О гидролизе свидетельствует ослабление гелеобразующих свойств и возникновение неровностей на поверхности геля. Электрофоретическое разделение может быть нарушено при использовании неподходящего буферного раствора. Большинство буферов служит хорошей питательной средой для бактерий и плесневых грибков. Поэтому запас буфера следует хранить в холодильнике или добавлять к нему консервант. Буфер, заполняющий электрофоретическую камеру, следует менять не реже одного раза в неделю. При многократном использовании электродного буфера необходимо после каждого разделения менять полюса электродов. Величина напряжения на клеммах камеры обычно не позволяет судить о физической силе тока, проходящего через гель, поэтому в цепь нужно последовательно включить миллиамперметр. В процессе разделения сила тока почти всегда повышается. Это явление обусловлено нагреванием геля, которое нарастает с увеличением продолжительности электрофореза.

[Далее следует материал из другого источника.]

//! Layered configuration for staticpub.
//!
//! Layers, lowest precedence first:
//! 1. built-in defaults (serde field defaults),
//! 2. `staticpub.toml` in the user configuration directory,
//! 3. an explicitly given file (TOML, YAML or JSON, by extension),
//! 4. `STATICPUB_`-prefixed environment variables, with `__` separating
//!    nested keys (`STATICPUB_OUTPUT__PHP=true`).

pub mod error;

use crate::error::{ErrorKind, Result};
use directories::ProjectDirs;
use exn::ResultExt;
use figment::Figment;
use figment::providers::{Env, Format, Json, Toml, Yaml};
use serde::{Deserialize, Serialize};
use std::path::{Path, PathBuf};
use std::time::Duration;

const CONFIG_FILENAME: &str = "staticpub.toml";
const ENV_PREFIX: &str = "STATICPUB_";

/// How far up or down the content tree a change propagates.
#[derive(Debug, Clone, Copy, PartialEq, Eq, Default, Serialize, Deserialize)]
#[serde(rename_all = "lowercase")]
pub enum Inclusion {
    /// Just the node itself.
    #[default]
    None,
    /// One hop: the immediate parent, or the immediate children.
    Direct,
    /// The whole ancestor chain, or every descendant.
    Recursive,
}

#[derive(Debug, Clone, Copy, PartialEq, Eq, Default, Serialize, Deserialize)]
#[serde(rename_all = "lowercase")]
pub enum LogFormat {
    #[default]
    Text,
    Json,
}

#[derive(Debug, Clone, PartialEq, Serialize, Deserialize)]
pub struct Config {
    /// Absolute URL of the site root; every cached URL lives below it.
    pub base_url: String,
    /// Root directory of the published cache.
    pub destination: PathBuf,
    /// Nest cached files under a directory per hostname.
    #[serde(default)]
    pub domain_based_caching: bool,
    /// Rewrite every URL to `https://`.
    #[serde(default)]
    pub force_ssl: bool,
    /// Maximum URLs per job; `0` puts everything in one job.
    #[serde(default)]
    pub urls_per_job: usize,
    /// URLs processed per job step.
    #[serde(default = "default_chunk_size")]
    pub chunk_size: usize,
    /// Failed attempts before a job gives up on a URL.
    #[serde(default = "default_max_url_attempts")]
    pub max_url_attempts: u32,
    #[serde(default = "default_regenerate_parents")]
    pub regenerate_parents: Inclusion,
    #[serde(default)]
    pub regenerate_children: Inclusion,
    /// How long a claim may go without progress before it is considered
    /// abandoned and the URL (or job) may be claimed again.
    #[serde(default = "default_force_regeneration_secs")]
    pub force_regeneration_secs: u64,
    /// Legacy worker only: age at which another process's heartbeat is
    /// considered dead.
    #[serde(default = "default_heartbeat_threshold_secs")]
    pub heartbeat_threshold_secs: u64,
    /// Sleep between polls of an empty queue in daemon mode.
    #[serde(default = "default_poll_interval_ms")]
    pub poll_interval_ms: u64,
    /// JSON description of the content tree (see the CLI documentation).
    #[serde(default)]
    pub content_manifest: Option<PathBuf>,
    #[serde(default)]
    pub output: OutputConfig,
    #[serde(default)]
    pub queue: QueueConfig,
    #[serde(default)]
    pub render: RenderConfig,
    #[serde(default)]
    pub log: LogConfig,
}

fn default_chunk_size() -> usize {
    200
}
fn default_max_url_attempts() -> u32 {
    3
}
fn default_regenerate_parents() -> Inclusion {
    Inclusion::Direct
}
fn default_force_regeneration_secs() -> u64 {
    600
}
fn default_heartbeat_threshold_secs() -> u64 {
    30
}
fn default_poll_interval_ms() -> u64 {
    1000
}

#[derive(Debug, Clone, PartialEq, Serialize, Deserialize)]
#[serde(default)]
pub struct OutputConfig {
    /// Also write a `.php` wrapper next to every `.html` file.
    pub php: bool,
    /// Write the PHP wrapper even for 4xx responses, so the error status is
    /// served from cache too.
    pub force_publish: bool,
    /// `Cache-Control: max-age` sent by the PHP wrapper, in seconds.
    pub max_age: u64,
    /// Placeholder in rendered pages that the stale copy replaces with
    /// `stale_notice`. Pages without it get no stale copy.
    pub stale_marker: String,
    pub stale_notice: String,
}
impl Default for OutputConfig {
    fn default() -> Self {
        Self {
            php: false,
            force_publish: true,
            max_age: 300,
            stale_marker: "<!-- staticpub:stale -->".to_string(),
            stale_notice: r#"<div class="staticpub-stale">This page may be out of date.</div>"#.to_string(),
        }
    }
}

#[derive(Debug, Clone, Default, PartialEq, Serialize, Deserialize)]
#[serde(default)]
pub struct QueueConfig {
    /// Defaults to `queue.sqlite` in the user data directory.
    pub database: Option<PathBuf>,
    /// Legacy worker heartbeat file; defaults to `legacy.lock` next to the
    /// database.
    pub lock_file: Option<PathBuf>,
}

#[derive(Debug, Clone, PartialEq, Serialize, Deserialize)]
#[serde(default)]
pub struct RenderConfig {
    /// CMS front-controller executable, run once per URL. A bare name is
    /// looked up on `PATH`.
    pub command: Option<String>,
    pub args: Vec<String>,
    pub working_dir: Option<PathBuf>,
    pub timeout_secs: u64,
}
impl Default for RenderConfig {
    fn default() -> Self {
        Self { command: None, args: Vec::new(), working_dir: None, timeout_secs: 30 }
    }
}

#[derive(Debug, Clone, PartialEq, Serialize, Deserialize)]
#[serde(default)]
pub struct LogConfig {
    /// Default filter directive; `RUST_LOG` overrides it.
    pub level: String,
    pub format: LogFormat,
}
impl Default for LogConfig {
    fn default() -> Self {
        Self { level: "info".to_string(), format: LogFormat::Text }
    }
}

fn project_dirs() -> Option<ProjectDirs> {
    ProjectDirs::from("", "", "staticpub")
}

impl Config {
    /// Load every layer, then validate the result.
    pub fn load(explicit: Option<&Path>) -> Result<Self> {
        let mut figment = Figment::new();
        if let Some(dirs) = project_dirs() {
            let user_file = dirs.config_dir().join(CONFIG_FILENAME);
            tracing::debug!(path = %user_file.display(), exists = user_file.exists(), "user configuration file");
            figment = figment.merge(Toml::file(user_file));
        }
        if let Some(path) = explicit {
            if !path.is_file() {
                exn::bail!(ErrorKind::NotFound(path.to_path_buf()));
            }
            figment = match path.extension().and_then(|e| e.to_str()) {
                Some("yaml" | "yml") => figment.merge(Yaml::file(path)),
                Some("json") => figment.merge(Json::file(path)),
                _ => figment.merge(Toml::file(path)),
            };
        }
        Self::from_figment(figment.merge(Env::prefixed(ENV_PREFIX).split("__")))
    }

    /// Extract and validate from an already assembled figment.
    pub fn from_figment(figment: Figment) -> Result<Self> {
        let config: Self = figment.extract().or_raise(|| ErrorKind::Load)?;
        config.validate()?;
        Ok(config)
    }

    pub fn validate(&self) -> Result<()> {
        let base = url::Url::parse(&self.base_url)
            .or_raise(|| ErrorKind::Invalid("base_url", "not an absolute URL".to_string()))?;
        if !matches!(base.scheme(), "http" | "https") || base.host_str().is_none() {
            exn::bail!(ErrorKind::Invalid("base_url", format!("`{}` is not an http(s) URL with a host", self.base_url)));
        }
        if !self.destination.is_absolute() {
            exn::bail!(ErrorKind::Invalid("destination", "must be an absolute path".to_string()));
        }
        if self.chunk_size == 0 {
            exn::bail!(ErrorKind::Invalid("chunk_size", "must be at least 1".to_string()));
        }
        if self.max_url_attempts == 0 {
            exn::bail!(ErrorKind::Invalid("max_url_attempts", "must be at least 1".to_string()));
        }
        if let Some(database) = &self.queue.database
            && database.as_os_str().is_empty()
        {
            exn::bail!(ErrorKind::Invalid("queue.database", "must not be empty".to_string()));
        }
        Ok(())
    }

    pub fn database_path(&self) -> Result<PathBuf> {
        if let Some(path) = &self.queue.database {
            return Ok(path.clone());
        }
        let dirs = project_dirs().ok_or_else(|| exn::Exn::from(ErrorKind::NoDataDirectory))?;
        Ok(dirs.data_dir().join("queue.sqlite"))
    }

    pub fn lock_file_path(&self) -> Result<PathBuf> {
        if let Some(path) = &self.queue.lock_file {
            return Ok(path.clone());
        }
        Ok(self.database_path()?.with_file_name("legacy.lock"))
    }

    pub fn force_regeneration(&self) -> Duration {
        Duration::from_secs(self.force_regeneration_secs)
    }

    pub fn heartbeat_threshold(&self) -> Duration {
        Duration::from_secs(self.heartbeat_threshold_secs)
    }

    pub fn poll_interval(&self) -> Duration {
        Duration::from_millis(self.poll_interval_ms)
    }

    pub fn render_timeout(&self) -> Duration {
        Duration::from_secs(self.render.timeout_secs)
    }
}

#[cfg(test)]
mod tests {
    use super::*;
    use rstest::rstest;

    const MINIMAL: &str = r#"
        base_url = "https://example.com/"
        destination = "/var/www/cache"
    "#;

    fn load(toml: &str) -> Result<Config> {
        Config::from_figment(Figment::new().merge(Toml::string(toml)))
    }

    #[test]
    fn test_defaults() {
        let config = load(MINIMAL).unwrap();
        assert_eq!(config.urls_per_job, 0);
        assert_eq!(config.chunk_size, 200);
        assert_eq!(config.max_url_attempts, 3);
        assert_eq!(config.regenerate_parents, Inclusion::Direct);
        assert_eq!(config.regenerate_children, Inclusion::None);
        assert_eq!(config.force_regeneration(), Duration::from_secs(600));
        assert_eq!(config.heartbeat_threshold(), Duration::from_secs(30));
        assert!(!config.output.php);
        assert!(config.output.force_publish);
        assert_eq!(config.output.max_age, 300);
        assert_eq!(config.log.format, LogFormat::Text);
    }

    #[test]
    fn test_nested_sections() {
        let config = load(&format!(
            "{MINIMAL}\nregenerate_children = \"recursive\"\n[output]\nphp = true\nmax_age = 60\n[log]\nformat = \"json\"\n"
        ))
        .unwrap();
        assert_eq!(config.regenerate_children, Inclusion::Recursive);
        assert!(config.output.php);
        assert_eq!(config.output.max_age, 60);
        // Unset keys in a partially given section keep their defaults.
        assert_eq!(config.output.stale_marker, "<!-- staticpub:stale -->");
        assert_eq!(config.log.format, LogFormat::Json);
    }

    #[test]
    fn test_missing_required_key() {
        let err = load(r#"base_url = "https://example.com/""#).unwrap_err();
        assert!(matches!(&*err, ErrorKind::Load));
    }

    #[rstest]
    #[case::relative_url("base_url = \"/site/\"\ndestination = \"/cache\"", "base_url")]
    #[case::ftp_url("base_url = \"ftp://example.com/\"\ndestination = \"/cache\"", "base_url")]
    #[case::relative_destination("base_url = \"https://example.com/\"\ndestination = \"cache\"", "destination")]
    #[case::zero_chunk("base_url = \"https://example.com/\"\ndestination = \"/cache\"\nchunk_size = 0", "chunk_size")]
    fn test_invalid_values(#[case] toml: &str, #[case] key: &str) {
        let err = load(toml).unwrap_err();
        assert!(matches!(&*err, ErrorKind::Invalid(k, _) if *k == key));
    }

    #[test]
    fn test_explicit_file_by_extension() {
        let dir = tempfile::tempdir().unwrap();
        let path = dir.path().join("site.yaml");
        std::fs::write(&path, "base_url: https://example.com/\ndestination: /srv/cache\nforce_ssl: true\n").unwrap();
        let config = Config::from_figment(Figment::new().merge(Yaml::file(&path))).unwrap();
        assert!(config.force_ssl);
    }

    #[test]
    fn test_explicit_file_must_exist() {
        let err = Config::load(Some(Path::new("/nonexistent/staticpub.toml"))).unwrap_err();
        assert!(matches!(&*err, ErrorKind::NotFound(_)));
    }

    #[test]
    fn test_lock_file_defaults_next_to_database() {
        let mut config = load(MINIMAL).unwrap();
        config.queue.database = Some(PathBuf::from("/var/lib/staticpub/queue.sqlite"));
        assert_eq!(config.lock_file_path().unwrap(), PathBuf::from("/var/lib/staticpub/legacy.lock"));
    }
}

Однако после первоначального подъема сила тока в цепи может упасть. Часто это происходит из-за подсыхания полосок фильтровальной бумаги, соединяющих гель с буфером, или даже из-за подсыхания самого геля. В этом случае следует уменьшить ионную силу буфера или напряжение на клеммах камеры. Кроме того, высыхание можно предотвратить, если перед электрофорезом обернуть пластинку геля и полоски бумаги полимерной пленкой. Удобнее всего работать с источником, который обеспечивает постоянную силу тока (стабилизация тока). Самой собой разумеется, что результаты ИЭФ зависят от качества антигенов и антисывороток.